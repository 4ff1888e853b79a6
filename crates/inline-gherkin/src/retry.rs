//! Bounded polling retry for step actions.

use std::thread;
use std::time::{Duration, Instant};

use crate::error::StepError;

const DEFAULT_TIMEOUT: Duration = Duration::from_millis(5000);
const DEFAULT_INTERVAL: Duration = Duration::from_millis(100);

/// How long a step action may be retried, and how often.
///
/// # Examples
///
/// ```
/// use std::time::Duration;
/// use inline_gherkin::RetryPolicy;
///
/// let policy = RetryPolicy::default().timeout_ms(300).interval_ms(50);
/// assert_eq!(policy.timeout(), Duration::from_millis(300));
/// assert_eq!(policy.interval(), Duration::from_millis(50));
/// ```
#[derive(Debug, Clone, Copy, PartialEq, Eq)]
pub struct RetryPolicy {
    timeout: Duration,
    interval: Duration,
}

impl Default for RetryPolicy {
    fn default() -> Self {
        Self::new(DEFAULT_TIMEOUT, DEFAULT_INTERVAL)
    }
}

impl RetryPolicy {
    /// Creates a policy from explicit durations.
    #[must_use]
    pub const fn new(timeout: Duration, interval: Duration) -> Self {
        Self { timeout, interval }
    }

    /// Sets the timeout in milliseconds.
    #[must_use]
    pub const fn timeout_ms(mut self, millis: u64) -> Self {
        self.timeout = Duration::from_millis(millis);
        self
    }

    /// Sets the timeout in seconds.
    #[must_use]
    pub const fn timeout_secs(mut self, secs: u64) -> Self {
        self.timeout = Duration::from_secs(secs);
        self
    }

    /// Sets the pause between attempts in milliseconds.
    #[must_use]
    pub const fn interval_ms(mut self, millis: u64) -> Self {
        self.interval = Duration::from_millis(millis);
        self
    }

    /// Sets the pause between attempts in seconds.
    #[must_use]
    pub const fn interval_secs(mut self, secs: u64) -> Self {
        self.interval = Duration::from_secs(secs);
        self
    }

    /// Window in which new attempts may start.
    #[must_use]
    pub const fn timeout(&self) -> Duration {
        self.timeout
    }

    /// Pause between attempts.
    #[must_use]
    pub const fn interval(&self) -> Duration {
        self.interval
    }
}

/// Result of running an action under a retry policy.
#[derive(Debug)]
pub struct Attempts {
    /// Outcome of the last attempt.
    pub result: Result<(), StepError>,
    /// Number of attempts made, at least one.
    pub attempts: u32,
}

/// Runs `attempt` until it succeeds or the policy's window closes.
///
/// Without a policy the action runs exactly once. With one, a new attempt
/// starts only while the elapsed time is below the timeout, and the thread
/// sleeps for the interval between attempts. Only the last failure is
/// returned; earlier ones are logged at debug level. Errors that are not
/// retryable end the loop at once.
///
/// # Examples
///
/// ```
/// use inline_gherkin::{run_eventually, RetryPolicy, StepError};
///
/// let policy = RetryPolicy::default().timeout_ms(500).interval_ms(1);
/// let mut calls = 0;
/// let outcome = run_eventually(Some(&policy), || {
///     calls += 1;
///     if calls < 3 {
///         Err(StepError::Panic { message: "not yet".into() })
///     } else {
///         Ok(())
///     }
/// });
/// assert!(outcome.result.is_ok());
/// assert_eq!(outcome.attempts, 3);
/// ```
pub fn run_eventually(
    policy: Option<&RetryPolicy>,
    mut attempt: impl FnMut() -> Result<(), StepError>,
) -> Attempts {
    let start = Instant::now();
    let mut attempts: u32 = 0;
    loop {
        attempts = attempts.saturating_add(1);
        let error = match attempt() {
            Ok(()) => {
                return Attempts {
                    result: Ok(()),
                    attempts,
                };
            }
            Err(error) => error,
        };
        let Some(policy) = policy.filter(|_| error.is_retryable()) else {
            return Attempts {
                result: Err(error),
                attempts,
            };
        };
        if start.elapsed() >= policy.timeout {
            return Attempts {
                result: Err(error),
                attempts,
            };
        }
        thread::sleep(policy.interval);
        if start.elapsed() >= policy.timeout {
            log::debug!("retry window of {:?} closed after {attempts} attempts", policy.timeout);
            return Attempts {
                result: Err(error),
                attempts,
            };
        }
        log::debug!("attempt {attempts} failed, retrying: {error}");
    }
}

Task requirements: The material above is to be transcribed in full, exactly as it stands.

Solution for this problem:
repository 4ff1888e853b79a6
filename crates/inline-gherkin/src/retry.rs
//! Bounded polling retry for step actions.

use std::thread;
use std::time::{Duration, Instant};

use crate::error::StepError;

const DEFAULT_TIMEOUT: Duration = Duration::from_millis(5000);
const DEFAULT_INTERVAL: Duration = Duration::from_millis(100);

/// How long a step action may be retried, and how often.
///
/// # Examples
///
/// ```
/// use std::time::Duration;
/// use inline_gherkin::RetryPolicy;
///
/// let policy = RetryPolicy::default().timeout_ms(300).interval_ms(50);
/// assert_eq!(policy.timeout(), Duration::from_millis(300));
/// assert_eq!(policy.interval(), Duration::from_millis(50));
/// ```
#[derive(Debug, Clone, Copy, PartialEq, Eq)]
pub struct RetryPolicy {
    timeout: Duration,
    interval: Duration,
}

impl Default for RetryPolicy {
    fn default() -> Self {
        Self::new(DEFAULT_TIMEOUT, DEFAULT_INTERVAL)
    }
}

impl RetryPolicy {
    /// Creates a policy from explicit durations.
    #[must_use]
    pub const fn new(timeout: Duration, interval: Duration) -> Self {
        Self { timeout, interval }
    }

    /// Sets the timeout in milliseconds.
    #[must_use]
    pub const fn timeout_ms(mut self, millis: u64) -> Self {
        self.timeout = Duration::from_millis(millis);
        self
    }

    /// Sets the timeout in seconds.
    #[must_use]
    pub const fn timeout_secs(mut self, secs: u64) -> Self {
        self.timeout = Duration::from_secs(secs);
        self
    }

    /// Sets the pause between attempts in milliseconds.
    #[must_use]
    pub const fn interval_ms(mut self, millis: u64) -> Self {
        self.interval = Duration::from_millis(millis);
        self
    }

    /// Sets the pause between attempts in seconds.
    #[must_use]
    pub const fn interval_secs(mut self, secs: u64) -> Self {
        self.interval = Duration::from_secs(secs);
        self
    }

    /// Window in which new attempts may start.
    #[must_use]
    pub const fn timeout(&self) -> Duration {
        self.timeout
    }

    /// Pause between attempts.
    #[must_use]
    pub const fn interval(&self) -> Duration {
        self.interval
    }
}

/// Result of running an action under a retry policy.
#[derive(Debug)]
pub struct Attempts {
    /// Outcome of the last attempt.
    pub result: Result<(), StepError>,
    /// Number of attempts made, at least one.
    pub attempts: u32,
}

/// Runs `attempt` until it succeeds or the policy's window closes.
///
/// Without a policy the action runs exactly once. With one, a new attempt
/// starts only while the elapsed time is below the timeout, and the thread
/// sleeps for the interval between attempts. Only the last failure is
/// returned; earlier ones are logged at debug level. Errors that are not
/// retryable end the loop at once.
///
/// # Examples
///
/// ```
/// use inline_gherkin::{run_eventually, RetryPolicy, StepError};
///
/// let policy = RetryPolicy::default().timeout_ms(500).interval_ms(1);
/// let mut calls = 0;
/// let outcome = run_eventually(Some(&policy), || {
///     calls += 1;
///     if calls < 3 {
///         Err(StepError::Panic { message: "not yet".into() })
///     } else {
///         Ok(())
///     }
/// });
/// assert!(outcome.result.is_ok());
/// assert_eq!(outcome.attempts, 3);
/// ```
pub fn run_eventually(
    policy: Option<&RetryPolicy>,
    mut attempt: impl FnMut() -> Result<(), StepError>,
) -> Attempts {
    let start = Instant::now();
    let mut attempts: u32 = 0;
    loop {
        attempts = attempts.saturating_add(1);
        let error = match attempt() {
            Ok(()) => {
                return Attempts {
                    result: Ok(()),
                    attempts,
                };
            }
            Err(error) => error,
        };
        let Some(policy) = policy.filter(|_| error.is_retryable()) else {
            return Attempts {
                result: Err(error),
                attempts,
            };
        };
        if start.elapsed() >= policy.timeout {
            return Attempts {
                result: Err(error),
                attempts,
            };
        }
        thread::sleep(policy.interval);
        if start.elapsed() >= policy.timeout {
            log::debug!("retry window of {:?} closed after {attempts} attempts", policy.timeout);
            return Attempts {
                result: Err(error),
                attempts,
            };
        }
        log::debug!("attempt {attempts} failed, retrying: {error}");
    }
}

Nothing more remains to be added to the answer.